Ainsi, l’exposition, qui se veut être « un espace poétique symboliquement autonome », explore la circulation des biens, des personnes mais surtout des imaginaires « par-delà les limites immatérielles ». Et si cet espace de création a été nommé « Zone Franche », ce n’est pas par hasard. Les commissaires voulaient se réapproprier un terme qui, en temps normal, « désigne une enclave imperméable qui produit des biens destinés à l’exportation », selon la directrice artistique de l’ICI, Bérénice Saliou.

« Nous voulions créer notre propre zone franche : notre propre espace avec ses règles et ses lois. Des lois qui, finalement, repensent la question de la mobilité et des flux au-delà des frontières dans un espace qui est avant tout une zone poétique fondée sur la liberté de penser », a-t-elle déclaré lors de l'inauguration virtuelle de l'exposition mercredi 3 février.

La résilience pour faire face à la précarité

Ici, les quinze artistes n'analysent pas seulement les effets des mutations urbaines sur le continent africain, mais aussi ses conséquences sur les populations. De fait, ils évoquent également avec lucidité et créativité les conséquences de la mondialisation et du capitalisme sur l’urbanisme africain.

« Dans cette exposition, les artistes qui parlent du réel le font avec plusieurs filtres et d’abord avec celui de la survie. Ils évoquent ceux qui aspirent à une vie meilleure, mais proposent aussi une réflexion sur ce que le modèle capitaliste dominant veut nous imposer », explique Marilyn Douala Bell, cofondatrice et présidente du centre d’arts contemporains camerounais Doual’art.

Parmi les artistes, figurent la plasticienne franco-marocaine Randa Maroufi. Dans son court-métrage « Bab Sebta », en lice pour les Césars 2021, la réalisatrice a filmé le passage des contrebandiers et contrebandières à Ceuta, enclave espagnole sur le sol marocain. L’occasion pour elle d’observer une activité transgressive mais émancipatrice.

Avec « The Gold Sellers », la photographe Sabrina Belouaar voulait, elle aussi, se pencher sur des parcours de vie synonymes de résistance et d’adaptabilité. Sa série de clichés consacrée aux vendeuses d’or à la sauvette qui habitent les rues algériennes raconte l’histoire de femmes « aux vies difficiles », « conspuées » et obligées de troquer leur dot et leurs bijoux contre de l'argent.

« Qu’il s’agisse de vente à la sauvette de cigarettes sur les trottoirs parisiens ou de bijoux dans les rues d’Alger, de contrebande à la frontière du Maroc et de l’Espagne, ou encore de construction spontanée d’habitats à Tanger, ces mécanismes de survie soulignent le combat et la résilience des individus en marge du modèle de développement capitaliste », explique l’ICI, pour qui l'exposition vient ainsi questionner « des pratiques informelles qui se glissent dans les interstices de la mondialisation ».

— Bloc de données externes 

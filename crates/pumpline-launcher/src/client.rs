//! HTTP client for the pumpportal trade API.

use crate::config::LaunchConfig;
use crate::creator::{BoxFuture, TokenCreator};
use crate::error::{LaunchError, LaunchResult};
use reqwest::Client;
use rust_decimal::Decimal;
use serde::{Deserialize, Serialize};
use std::time::Duration;
use tracing::{info, warn};

/// Default timeout for API requests.
const DEFAULT_TIMEOUT: Duration = Duration::from_secs(30);

/// Creation request body for the trade endpoint.
#[derive(Debug, Serialize)]
struct CreateRequest {
    action: String,
    #[serde(rename = "tokenMetadata")]
    token_metadata: TokenMetadata,
    #[serde(rename = "denominatedInSol")]
    denominated_in_sol: String,
    amount: Decimal,
    slippage: Decimal,
    #[serde(rename = "priorityFee")]
    priority_fee: Decimal,
    pool: String,
}

#[derive(Debug, Serialize)]
struct TokenMetadata {
    name: String,
    symbol: String,
    uri: String,
}

/// Creation response. The API reports problems through `errors` alongside a
/// 200 status, so the body is inspected regardless of the status line.
#[derive(Debug, Deserialize)]
struct CreateResponse {
    #[serde(default)]
    mint: Option<String>,
    #[serde(default)]
    signature: Option<String>,
    #[serde(default)]
    errors: Vec<String>,
}

/// Token creator backed by the pumpportal trade endpoint.
///
/// The endpoint signs and submits server-side; one POST either yields the
/// new mint address or a rejection.
pub struct PumpPortalCreator {
    client: Client,
    config: LaunchConfig,
}

impl PumpPortalCreator {
    pub fn new(config: LaunchConfig) -> LaunchResult<Self> {
        let client = Client::builder()
            .timeout(DEFAULT_TIMEOUT)
            .build()
            .map_err(|e| LaunchError::HttpClient(format!("Failed to create HTTP client: {e}")))?;

        Ok(Self { client, config })
    }

    fn request_body(&self) -> CreateRequest {
        CreateRequest {
            action: "create".to_string(),
            token_metadata: TokenMetadata {
                name: self.config.name.clone(),
                symbol: self.config.symbol.clone(),
                uri: self.config.metadata_uri.clone(),
            },
            denominated_in_sol: "true".to_string(),
            amount: self.config.amount,
            slippage: self.config.slippage,
            priority_fee: self.config.priority_fee,
            pool: "pump".to_string(),
        }
    }

    async fn create(&self) -> LaunchResult<String> {
        info!(
            name = %self.config.name,
            symbol = %self.config.symbol,
            "Requesting token creation"
        );

        let response = self
            .client
            .post(&self.config.endpoint)
            .query(&[("api-key", self.config.api_key.as_str())])
            .json(&self.request_body())
            .send()
            .await
            .map_err(|e| LaunchError::HttpClient(format!("HTTP request failed: {e}")))?;

        let status = response.status();
        if !status.is_success() {
            let body = response.text().await.unwrap_or_default();
            return Err(LaunchError::Rejected(format!("HTTP {status}: {body}")));
        }

        let body: CreateResponse = response
            .json()
            .await
            .map_err(|e| LaunchError::HttpClient(format!("Failed to parse response: {e}")))?;

        if !body.errors.is_empty() {
            warn!(errors = ?body.errors, "Token creation rejected");
            return Err(LaunchError::Rejected(body.errors.join("; ")));
        }

        let mint = body
            .mint
            .ok_or_else(|| LaunchError::MissingField("mint".to_string()))?;

        info!(%mint, signature = ?body.signature, "Token created");
        Ok(mint)
    }
}

impl TokenCreator for PumpPortalCreator {
    fn create_token(&self) -> BoxFuture<'_, LaunchResult<String>> {
        Box::pin(self.create())
    }
}
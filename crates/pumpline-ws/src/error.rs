//! Feed client error types.

use thiserror::Error;

#[derive(Debug, Error)]
pub enum WsError {
    #[error("Connection failed: {0}")]
    ConnectionFailed(String),

    #[error("Connection is not open")]
    NotConnected,

    #[error("Send failed: {0}")]
    SendFailed(String),

    #[error("JSON error: {0}")]
    Json(#[from] serde_json::Error),
}

pub type WsResult<T> = Result<T, WsError>;
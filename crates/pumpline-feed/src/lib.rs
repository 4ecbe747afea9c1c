//! Trade-event parsing and aggregation.
//!
//! Turns raw feed messages into validated `TradeEvent`s and folds them into
//! the running bought/sold totals. Both pieces are owned by the single
//! pipeline task; neither needs a lock.

pub mod aggregator;
pub mod parser;

pub use aggregator::Aggregator;
pub use parser::{ParserStats, TradeEventParser};
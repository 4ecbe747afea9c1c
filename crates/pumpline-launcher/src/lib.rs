//! Token creation against the pumpportal trade API.
//!
//! The launcher is a startup-time collaborator: it creates the token whose
//! trades the rest of the system watches. Creation happens once; a failure
//! aborts startup rather than being retried.

pub mod client;
pub mod config;
pub mod creator;
pub mod error;

pub use client::PumpPortalCreator;
pub use config::LaunchConfig;
pub use creator::{BoxFuture, MockTokenCreator, TokenCreator};
pub use error::{LaunchError, LaunchResult};
//! Token creator trait.
//!
//! Trait-based so orchestration can be tested without touching the network.
//! Methods return boxed futures to keep the trait dyn-compatible.

use crate::error::{LaunchError, LaunchResult};
use std::pin::Pin;
use std::sync::Arc;

/// Boxed future for dyn-compatible async trait methods.
pub type BoxFuture<'a, T> = Pin<Box<dyn std::future::Future<Output = T> + Send + 'a>>;

/// Creates a token and yields its mint address.
pub trait TokenCreator: Send + Sync {
    fn create_token(&self) -> BoxFuture<'_, LaunchResult<String>>;
}

/// Arc wrapper for TokenCreator trait objects.
pub type DynTokenCreator = Arc<dyn TokenCreator>;

/// Mock token creator for testing.
pub struct MockTokenCreator {
    result: parking_lot::Mutex<LaunchResult<String>>,
    calls: std::sync::atomic::AtomicUsize,
}

impl MockTokenCreator {
    /// Create a mock that yields the given mint address.
    pub fn with_mint(mint: impl Into<String>) -> Self {
        Self {
            result: parking_lot::Mutex::new(Ok(mint.into())),
            calls: std::sync::atomic::AtomicUsize::new(0),
        }
    }

    /// Create a mock that fails with the given message.
    pub fn failing(message: impl Into<String>) -> Self {
        Self {
            result: parking_lot::Mutex::new(Err(LaunchError::Rejected(message.into()))),
            calls: std::sync::atomic::AtomicUsize::new(0),
        }
    }

    /// Number of times `create_token` was called.
    pub fn call_count(&self) -> usize {
        self.calls.load(std::sync::atomic::Ordering::SeqCst)
    }
}

impl TokenCreator for MockTokenCreator {
    fn create_token(&self) -> BoxFuture<'_, LaunchResult<String>> {
        Box::pin(async move {
            self.calls.fetch_add(1, std::sync::atomic::Ordering::SeqCst);
            match &*self.result.lock() {
                Ok(mint) => Ok(mint.clone()),
                Err(LaunchError::Rejected(msg)) => Err(LaunchError::Rejected(msg.clone())),
                Err(e) => Err(LaunchError::HttpClient(e.to_string())),
            }
        })
    }
}

#[cfg(test)]
mod tests {
    use super::*;

    #[tokio::test]
    async fn test_mock_yields_configured_mint() {
        let creator = MockTokenCreator::with_mint("MINT_ADDRESS");
        let mint = creator.create_token().await.unwrap();
        assert_eq!(mint, "MINT_ADDRESS");
        assert_eq!(creator.call_count(), 1);
    }

    #[tokio::test]
    async fn test_mock_failure() {
        let creator = MockTokenCreator::failing("insufficient balance");
        let result = creator.create_token().await;
        assert!(matches!(result, Err(LaunchError::Rejected(_))));
    }
}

Le panafricanisme au cœur de l’exposition

« Zone Franche » interroge également le passé et l’avenir du continent dans une perspective résolument panafricaine. Ainsi, pendant une saison, « l’ICI devient un centre panafricain temporaire », déclare Bérénice Saliou. Un centre panafricain où les regards sur les flux se croisent et où « l’Afrique parle à l’Afrique », ajoute Marilyn Douala Bell.

C’est dans ce cadre que l’artiste marocain Mohamed Arejdale invite les visiteurs à voyager aux côtés d’une tribu nomade. L’artiste a suivi une caravane plusieurs semaines avec une tribu du désert, en a rapporté des empreintes de pattes de dromadaires, vestiges d’un mode de vie en voie de disparition.

« En réaction à l’effacement progressif des modes de vie traditionnels, le concept de nomadisme est ici transposé à tout(s) ce(ux) qui traverse(nt) les frontières : femmes, hommes, croyances, biens de consommation et monnaies qui circulent au sein de cartographies arbitraires et d’infrastructures héritées du colonialisme », fait part l'ICI. « Libres ou contraints, avec ou sans visa, par les airs, les terres ou les mers, leurs voyages résistent ou contribuent selon les cas, à la fragmentation d’un continent et d’un monde en proie à des velléités hégémoniques. »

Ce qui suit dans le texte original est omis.